How to Gentle a Kitten

  1. Gently pick up your kitten at least once a day and speak soothingly to him in a soft, quiet voice. Hold the kitten for 5 minutes or so before setting him down in a favorite spot
  2. After a few days, gradually sit down while holding the kitten. Talk to him quietly and pet him gently. Don't encourage rough play (scratching, biting). If he tries it, tell him firmly, "No." and gently put him down.
  3. When kitty is comfortable with the first two steps, stroll around the room holding him and talking to him. Don't distract him with outside elements; he should be focused on you.
  4. Put the kitten on a well-lighted table and stroke him. You can talk baby-talk to him if you want. It's okay.

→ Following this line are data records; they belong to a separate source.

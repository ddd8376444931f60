//! Document rendering and file output.
//!
//! [`FileEmitter`] is the [`DocumentEmitter`] used by the CLI: it renders each
//! page record as Markdown or JSON and writes it as `<prefix><node>.<ext>`
//! into one flat output directory.

mod json;
mod markdown;

use std::path::{Path, PathBuf};
use std::sync::atomic::{AtomicBool, Ordering};

use chrono::Utc;
use tracing::{debug, instrument};

use sitedoc_crawler::DocumentEmitter;
use sitedoc_shared::{NodeIndex, OutputFormat, OutputSection, PageRecord, Result, SiteDocError};

pub use json::render_json;
pub use markdown::render_markdown;

/// Writes one rendered document per node into a flat directory.
///
/// The directory is created on the first emission, not at construction, so a
/// run that emits nothing leaves no trace on disk.
#[derive(Debug)]
pub struct FileEmitter {
    dir: PathBuf,
    prefix: String,
    format: OutputFormat,
    dir_ready: AtomicBool,
}

impl FileEmitter {
    pub fn new(dir: impl Into<PathBuf>, prefix: impl Into<String>, format: OutputFormat) -> Self {
        Self {
            dir: dir.into(),
            prefix: prefix.into(),
            format,
            dir_ready: AtomicBool::new(false),
        }
    }

    /// Build an emitter from the `[output]` config section.
    pub fn from_config(output: &OutputSection) -> Self {
        Self::new(&output.dir, &output.prefix, output.format)
    }

    pub fn dir(&self) -> &Path {
        &self.dir
    }

    /// Path of the document for the node at `index`.
    pub fn document_path(&self, index: &NodeIndex) -> PathBuf {
        self.dir.join(format!(
            "{}{index}.{}",
            self.prefix,
            self.format.extension()
        ))
    }

    /// Render `record` in this emitter's format.
    pub fn render(&self, record: &PageRecord, index: &NodeIndex) -> Result<String> {
        let now = Utc::now();
        match self.format {
            OutputFormat::Markdown => Ok(render_markdown(record, index, now)),
            OutputFormat::Json => render_json(record, index, now),
        }
    }

    fn ensure_dir(&self) -> Result<()> {
        if self.dir_ready.load(Ordering::Acquire) {
            return Ok(());
        }
        std::fs::create_dir_all(&self.dir).map_err(|e| SiteDocError::io(&self.dir, e))?;
        if !self.dir_ready.swap(true, Ordering::AcqRel) {
            debug!(dir = %self.dir.display(), "created output directory");
        }
        Ok(())
    }
}

impl DocumentEmitter for FileEmitter {
    #[instrument(skip_all, fields(node = %index, url = %record.url))]
    fn emit(&self, record: &PageRecord, index: &NodeIndex) -> Result<PathBuf> {
        let body = self.render(record, index)?;
        self.ensure_dir()?;

        let path = self.document_path(index);
        std::fs::write(&path, body).map_err(|e| SiteDocError::io(&path, e))?;
        Ok(path)
    }
}
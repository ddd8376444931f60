//! Core domain types shared by the crawler, renderers and CLI.

use serde::{Deserialize, Serialize};

/// Title recorded when a page has no usable `<title>` element.
pub const NO_TITLE: &str = "No title";

/// Text recorded for an anchor without visible text.
pub const DEFAULT_LINK_TEXT: &str = "Link";

// ---------------------------------------------------------------------------
// CrawlTask
// ---------------------------------------------------------------------------

/// One top-level crawl: a seed URL and the number of node levels to emit.
#[derive(Debug, Clone, PartialEq, Eq)]
pub struct CrawlTask {
    /// 1-based position of the descriptor in the task file.
    pub index: usize,
    /// URL the traversal starts from.
    pub seed_url: String,
    /// Maximum node depth; always at least 1.
    pub max_depth: u32,
}

impl CrawlTask {
    /// Node index of this task's seed page.
    pub fn root_index(&self) -> NodeIndex {
        NodeIndex::root(self.index)
    }
}

// ---------------------------------------------------------------------------
// NodeIndex
// ---------------------------------------------------------------------------

/// Position of a node in a task's traversal tree, e.g. `2-1-3`.
///
/// Only used to name output documents. It is deliberately opaque: there is
/// no way to read the path back as numbers.
#[derive(Debug, Clone, PartialEq, Eq, Hash, PartialOrd, Ord)]
pub struct NodeIndex(String);

impl NodeIndex {
    /// Index of the seed node of the task at 1-based `task_position`.
    pub fn root(task_position: usize) -> Self {
        Self(task_position.to_string())
    }

    /// Index of the child at 1-based `position` among this node's children.
    pub fn child(&self, position: usize) -> Self {
        Self(format!("{}-{position}", self.0))
    }

    pub fn as_str(&self) -> &str {
        &self.0
    }
}

impl std::fmt::Display for NodeIndex {
    fn fmt(&self, f: &mut std::fmt::Formatter<'_>) -> std::fmt::Result {
        f.write_str(&self.0)
    }
}

// ---------------------------------------------------------------------------
// PageRecord
// ---------------------------------------------------------------------------

/// A heading found on a page.
#[derive(Debug, Clone, PartialEq, Eq, Serialize, Deserialize)]
pub struct Heading {
    /// Heading level, 1 through 6, as found in the markup.
    pub level: u8,
    pub text: String,
}

/// An outbound link found on a page.
#[derive(Debug, Clone, PartialEq, Eq, Serialize, Deserialize)]
pub struct Link {
    /// Visible anchor text, or [`DEFAULT_LINK_TEXT`].
    pub text: String,
    /// Absolute URL resolved against the page URL.
    pub url: String,
}

/// Structured content extracted from one fetched page.
///
/// A record with `error` set is terminal: every content field is empty, no
/// children are followed, but a document is still emitted for it.
#[derive(Debug, Clone, Default, PartialEq, Eq, Serialize, Deserialize)]
pub struct PageRecord {
    pub url: String,
    pub title: String,
    pub headings: Vec<Heading>,
    pub paragraphs: Vec<String>,
    pub links: Vec<Link>,
    /// Same-authority links not yet visited when the page was extracted.
    pub child_urls: Vec<String>,
    #[serde(default, skip_serializing_if = "Option::is_none")]
    pub error: Option<String>,
}

impl PageRecord {
    /// Build the terminal record for a page that could not be fetched or parsed.
    pub fn failed(url: impl Into<String>, cause: impl Into<String>) -> Self {
        Self {
            url: url.into(),
            error: Some(cause.into()),
            ..Self::default()
        }
    }

    pub fn is_error(&self) -> bool {
        self.error.is_some()
    }
}
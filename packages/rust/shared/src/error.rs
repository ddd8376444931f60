//! Error types for SiteDoc.
//!
//! Library crates use [`SiteDocError`] via `thiserror`.
//! The CLI wraps this with `color-eyre` for rich diagnostics.

use std::path::PathBuf;

/// Top-level error type for all SiteDoc operations.
#[derive(Debug, thiserror::Error)]
pub enum SiteDocError {
    /// Configuration or task file loading/validation error.
    #[error("config error: {message}")]
    Config { message: String },

    /// Network/HTTP error while fetching a page.
    #[error("network error: {0}")]
    Network(String),

    /// URL or HTML parsing error.
    #[error("parse error: {message}")]
    Parse { message: String },

    /// Filesystem I/O error.
    #[error("I/O error at {path:?}: {source}")]
    Io {
        path: PathBuf,
        source: std::io::Error,
    },

    /// Data validation error (task descriptor without URL, depth 0, ...).
    #[error("validation error: {message}")]
    Validation { message: String },

    /// Document rendering or serialization error.
    #[error("render error: {0}")]
    Render(String),
}

/// Convenience alias used throughout the codebase.
pub type Result<T> = std::result::Result<T, SiteDocError>;

impl SiteDocError {
    /// Create a config error from any displayable message.
    pub fn config(msg: impl Into<String>) -> Self {
        Self::Config {
            message: msg.into(),
        }
    }

    /// Create a parse error from any displayable message.
    pub fn parse(msg: impl Into<String>) -> Self {
        Self::Parse {
            message: msg.into(),
        }
    }

    /// Create a validation error from any displayable message.
    pub fn validation(msg: impl Into<String>) -> Self {
        Self::Validation {
            message: msg.into(),
        }
    }

    /// Wrap a `std::io::Error` with a path for context.
    pub fn io(path: impl Into<PathBuf>, source: std::io::Error) -> Self {
        Self::Io {
            path: path.into(),
            source,
        }
    }
}

#[cfg(test)]
mod tests {
    use super::*;

    #[test]
    fn error_display_formatting() {
        let err = SiteDocError::config("tasks file is not a JSON array");
        assert_eq!(err.to_string(), "config error: tasks file is not a JSON array");

        let err = SiteDocError::validation("task 3 has no url");
        assert!(err.to_string().contains("task 3"));

        let err = SiteDocError::Network("https://example.com/: HTTP 404 Not Found".into());
        assert!(err.to_string().starts_with("network error:"));
    }
}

  5. Next day, on the table, pick up a paw and press gently to extend the nails, examine the nails and toes, then gently examine the foot and leg. Get to know the normal feel of his limbs.
  6. Back to the table again. This time, examine the kitten's ears visually. You may have to move his head about so you can see inside his ears. Feel the outside of the ears to familiarize yourself with them.
  7. On the table again, gently palpitate (press gently) the kitten's abdomen. Stroke his back and sides, feeling for any abnormalities. Again, you're familiarizing yourself with his normal characteristics.
  8. Open the kitten's mouth and look at the teeth. Rub your finger along the length of the teeth starting at the gum. Insert your index finger in the corner of his mouth to view the back teeth.
  9. By now, your kitten should be totally comfortable with your handling of him, so grooming, teeth cleaning and toenail clipping should be a breeze. Give him a treat for being such a cooperative kitten.
  1. These steps should take about five minutes per session. Start with one session per day, and add more as needed, depending on the kitten's tolerance for handling.
  2. As with all other forms of training, don't make it an adversarial experience. When kitty gets tired, or if he's just having a bad day, give him a hug and gently put him down. You can always try again tomorrow.
  3. As your kitten grows older, inspect him at least once a week. You can combine the inspection with his grooming session.